## Available data
use axum::{
	extract::{FromRef, FromRequestParts},
	http::{header, request},
};
use uuid::Uuid;

use crate::{route::auth, session, Database};

/// Extracts the session and related user from the request.
///
/// If the session cookie is missing or does not belong to a session, an
/// [`auth::Error::LoginRequired`] is returned, which redirects the client to
/// the login page and back to the requested path afterwards. Wrap it in an
/// [`Option`] where authentication is optional.
///
/// ```rust
/// async fn route(session: Session) {
///   println!("{:?}", session.user);
/// }
/// ```
#[derive(Debug)]
pub struct Session {
	pub id: Uuid,
	pub user: auth::model::User,
}

#[axum::async_trait]
impl<S> FromRequestParts<S> for Session
where
	Database: FromRef<S>,
	S: Sync + Send,
{
	type Rejection = auth::RouteError;

	async fn from_request_parts(
		parts: &mut request::Parts,
		state: &S,
	) -> Result<Self, Self::Rejection> {
		let login_required = || {
			let next = parts
				.uri
				.path_and_query()
				.map_or_else(|| parts.uri.path(), |path| path.as_str());

			auth::Error::LoginRequired(next.to_owned())
		};

		let session_id = parts
			.headers
			.get_all(header::COOKIE)
			.into_iter()
			.filter_map(|value| value.to_str().ok())
			.flat_map(cookie::Cookie::split_parse)
			.filter_map(Result::ok)
			.find(|cookie| cookie.name() == session::COOKIE_NAME)
			.and_then(|cookie| Uuid::parse_str(cookie.value()).ok())
			.ok_or_else(login_required)?;

		let database = Database::from_ref(state);
		let user = sqlx::query_as::<_, auth::model::User>(
			r#"
				SELECT "user".* FROM "user"
				JOIN session ON session.user_id = "user".id
				WHERE session.id = ?
			"#,
		)
		.bind(session_id)
		.fetch_optional(&database)
		.await?;

		let user = user.ok_or_else(login_required)?;

		Ok(Self {
			user,
			id: session_id,
		})
	}
}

## What is needed
Could every entry above be printed again, word for word?

## Solution for this task
use axum::{
	extract::{FromRef, FromRequestParts},
	http::{header, request},
};
use uuid::Uuid;

use crate::{route::auth, session, Database};

/// Extracts the session and related user from the request.
///
/// If the session cookie is missing or does not belong to a session, an
/// [`auth::Error::LoginRequired`] is returned, which redirects the client to
/// the login page and back to the requested path afterwards. Wrap it in an
/// [`Option`] where authentication is optional.
///
/// ```rust
/// async fn route(session: Session) {
///   println!("{:?}", session.user);
/// }
/// ```
#[derive(Debug)]
pub struct Session {
	pub id: Uuid,
	pub user: auth::model::User,
}

#[axum::async_trait]
impl<S> FromRequestParts<S> for Session
where
	Database: FromRef<S>,
	S: Sync + Send,
{
	type Rejection = auth::RouteError;

	async fn from_request_parts(
		parts: &mut request::Parts,
		state: &S,
	) -> Result<Self, Self::Rejection> {
		let login_required = || {
			let next = parts
				.uri
				.path_and_query()
				.map_or_else(|| parts.uri.path(), |path| path.as_str());

			auth::Error::LoginRequired(next.to_owned())
		};

		let session_id = parts
			.headers
			.get_all(header::COOKIE)
			.into_iter()
			.filter_map(|value| value.to_str().ok())
			.flat_map(cookie::Cookie::split_parse)
			.filter_map(Result::ok)
			.find(|cookie| cookie.name() == session::COOKIE_NAME)
			.and_then(|cookie| Uuid::parse_str(cookie.value()).ok())
			.ok_or_else(login_required)?;

		let database = Database::from_ref(state);
		let user = sqlx::query_as::<_, auth::model::User>(
			r#"
				SELECT "user".* FROM "user"
				JOIN session ON session.user_id = "user".id
				WHERE session.id = ?
			"#,
		)
		.bind(session_id)
		.fetch_optional(&database)
		.await?;

		let user = user.ok_or_else(login_required)?;

		Ok(Self {
			user,
			id: session_id,
		})
	}
}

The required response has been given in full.